Let me zero in on this tricky sentence:
It is bound up with the nature of the human person as male and female, and with the essential task of bearing and nurturing children.
What looks at first to be a straightforward sentence is actually bound up with many philosophical assumptions and empirical claims that are themselves either matters of dispute or blatantly false.
First off, I am a little puzzled and put-off by the metaphor bound and am not sure what all it is supposed to convey. But, remember, it is a metaphor.
Next up is nature. This is the Catholic's doing, I'm sure, sneaking in a Thomistic worldview that is not shared by most of the signatories to this letter. I'm a little surprised that religious traditions which do not adopt Thomistic philosophy or theology would sign this. Thomas is a natural law theorist and Protestantism has generally been skeptical or rejecting of this worldview. Nature, in this sense, is wedded to a teleology -- the "nature" of a hammer is to drive nails, so any other use for a hammer is "unnatural." I also happen to believe it is empirically, scientifically false -- it is, at least, not the currently operating scientific paradigm. If human's have a teleology (itself a controversial, disputed claim), then that teleology is a matter of disagreement based upon one's religious, philosophical, scientific, and ethical worldview. Again, in a pluralistic democracy there will be multiple conceptions of the good.
"Essential" hass the same problem here. Nature and essence are both metaphysical terms. Many metaphysicians, in fact problem most current ones, would reject that humanity has an essence. It is not that the metaphysical view of this sentence isn't within the range of metaphysical options, it is that there is a range, it this does not acknowledge that. I, for instance, am a Process philosopher. We reject substance theory and do not believe that humans or any other actual entities possess an essence or a nature. Rather, we are processes of becoming engaged in the creative process.
There is also the problem that they define the essential task as "bearing and nurturing children." How many human beings feel that that is their essential task? Or even the essential task of society? And remember, essential here is a quite specific metaphysical term. It does not mean important, signficant, vital, of a high priority (all in dispute themselves). They mean that the purpose for which humanity and society is created, its end goal, its meaning, who it really is at the core of its being is defined by the "task of bearing and nurturing children." That is a wild claim!

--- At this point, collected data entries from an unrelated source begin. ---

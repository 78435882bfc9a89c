use clap::ValueEnum;
use thiserror::Error;

#[derive(Debug, Clone, Copy, PartialEq, Eq)]
pub struct Rgb16 {
    pub red: u16,
    pub green: u16,
    pub blue: u16,
}

impl Rgb16 {
    pub const fn from_rgb8(r: u8, g: u8, b: u8) -> Self {
        // 0xff * 257 == 0xffff
        Self {
            red: r as u16 * 257,
            green: g as u16 * 257,
            blue: b as u16 * 257,
        }
    }
}

/// A border color as typed by the user, classified without touching the display.
#[derive(Debug, Clone, PartialEq, Eq)]
pub enum ColorSpec {
    Hex(Rgb16),
    Rgb(Rgb16),
    /// Looked up in the server's color database once connected.
    Named(String),
    Invalid(String),
}

#[derive(Debug, Clone, Error, PartialEq, Eq)]
pub enum StyleError {
    #[error("invalid color \"{input}\" - {reason}")]
    InvalidColor { input: String, reason: String },
    #[error("unknown color \"{0}\"")]
    UnknownColor(String),
}

impl ColorSpec {
    pub fn parse(input: &str) -> Self {
        let s = input.trim();
        if let Some(hex) = s.strip_prefix('#') {
            return parse_hex(hex);
        }
        if s.contains(',') {
            return parse_rgb(s);
        }
        if s.is_empty() {
            return Self::Invalid("empty color".to_string());
        }
        Self::Named(s.to_string())
    }

    /// The color, unless it still needs a server lookup.
    pub fn literal(&self, input: &str) -> Result<Option<Rgb16>, StyleError> {
        match self {
            Self::Hex(color) | Self::Rgb(color) => Ok(Some(*color)),
            Self::Named(_) => Ok(None),
            Self::Invalid(reason) => Err(StyleError::InvalidColor {
                input: input.to_string(),
                reason: reason.clone(),
            }),
        }
    }
}

fn parse_hex(hex: &str) -> ColorSpec {
    if hex.len() != 6 || !hex.chars().all(|c| c.is_ascii_hexdigit()) {
        return ColorSpec::Invalid("expected #RRGGBB".to_string());
    }
    let channel = |range: std::ops::Range<usize>| u8::from_str_radix(&hex[range], 16);
    match (channel(0..2), channel(2..4), channel(4..6)) {
        (Ok(r), Ok(g), Ok(b)) => ColorSpec::Hex(Rgb16::from_rgb8(r, g, b)),
        _ => ColorSpec::Invalid("expected #RRGGBB".to_string()),
    }
}

fn parse_rgb(s: &str) -> ColorSpec {
    let parts: Vec<&str> = s.split(',').map(str::trim).collect();
    if parts.len() != 3 {
        return ColorSpec::Invalid(format!(
            "expected three components, got {}",
            parts.len()
        ));
    }
    let mut channels = [0u8; 3];
    for (slot, part) in channels.iter_mut().zip(&parts) {
        match part.parse::<u8>() {
            Ok(value) => *slot = value,
            Err(_) => {
                return ColorSpec::Invalid(format!(
                    "invalid rgb component \"{part}\" - must be 0..255"
                ))
            }
        }
    }
    let [r, g, b] = channels;
    ColorSpec::Rgb(Rgb16::from_rgb8(r, g, b))
}

#[derive(Debug, Clone, Copy, Default, PartialEq, Eq, ValueEnum)]
pub enum LineStyle {
    #[default]
    Solid,
    /// Alternating drawn and skipped segments.
    Dash,
    /// Alternating foreground and background segments.
    DoubleDash,
}

#[derive(Debug, Clone, Copy, PartialEq, Eq)]
pub struct BorderStyle {
    pub color: Rgb16,
    pub width: u16,
    pub line: LineStyle,
}
use thiserror::Error;

use crate::geometry::{Direction, Rectangle, ScreenPoint, ScreenSize};

/// The display connection stopped being usable. Fatal for the run.
#[derive(Debug, Clone, Error)]
#[error("connection to X display lost: {reason}")]
pub struct ConnectionLost {
    pub reason: String,
}

impl ConnectionLost {
    pub fn new(reason: impl Into<String>) -> Self {
        Self {
            reason: reason.into(),
        }
    }
}

/// Input delivered while the grabs are held, already translated out of the
/// wire protocol. Closed on purpose: a new kind must be handled by every match.
#[derive(Debug, Clone, Copy, PartialEq, Eq)]
pub enum InputEvent {
    Motion(ScreenPoint),
    ButtonDown(ScreenPoint),
    ButtonUp(ScreenPoint),
    KeyDown,
    KeyRelease,
    Other,
}

/// Everything the selection core needs from the display server.
///
/// Grab requests answer `Ok(false)` when the server refuses the grab and
/// reserve `Err` for a broken connection. Drawing and cursor changes are
/// queued until [`DisplayServer::flush`].
pub trait DisplayServer {
    fn screen_size(&mut self) -> Result<ScreenSize, ConnectionLost>;

    fn grab_pointer(&mut self) -> Result<bool, ConnectionLost>;
    fn grab_keyboard(&mut self) -> Result<bool, ConnectionLost>;
    fn grab_server(&mut self) -> Result<bool, ConnectionLost>;

    fn ungrab_pointer(&mut self) -> Result<(), ConnectionLost>;
    fn ungrab_keyboard(&mut self) -> Result<(), ConnectionLost>;
    fn ungrab_server(&mut self) -> Result<(), ConnectionLost>;
    fn release_resources(&mut self) -> Result<(), ConnectionLost>;
    /// Round-trip so that every queued request has been processed.
    fn sync(&mut self) -> Result<(), ConnectionLost>;

    fn draw_outline(&mut self, rect: Rectangle) -> Result<(), ConnectionLost>;
    /// Swap the cursor of the active pointer grab without re-grabbing.
    fn set_active_cursor(&mut self, direction: Direction) -> Result<(), ConnectionLost>;
    fn flush(&mut self) -> Result<(), ConnectionLost>;

    fn poll_event(&mut self) -> Result<Option<InputEvent>, ConnectionLost>;
    /// Block until the connection has something to read.
    fn wait_for_input(&mut self) -> Result<(), ConnectionLost>;
}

It is also insulting to the infertile, the post-menopausal, the eunuch, the celibate, those who have lost their children, and those who don't want children.
Finally, for part one, human persons are not limited to male and female. These authors are ignoring intersex persons. There are at least five different kinds of intersex persons, leading me to often startle people by saying that there are at least seven human sexes. The existence of intersex persons is not a matter of dispute, they actually exist. Joan Roughgarden's Evolution's Rainbow is a good book for learning about the sexual diversity throughout nature.
And that doesn't even get to the more controversial claim that sex (not just gender) is a social construct. Judith Butler, building on the work of Michel Foucault and others, has been one of the leading voices arguing for this. A good summary of this claim (Butler and Foucault are difficult to read) and others important for this discussion are found in Riki Wilchins Queer Theory, Gender Theory.
Okay, I had intended one long post, but as I got near the end of this and had only dissected the first few sentences of the letter, I knew I needed to make this a series. So this is only Part 1. I'll try to get to the rest later today, but I do have errands to run and chores to complete.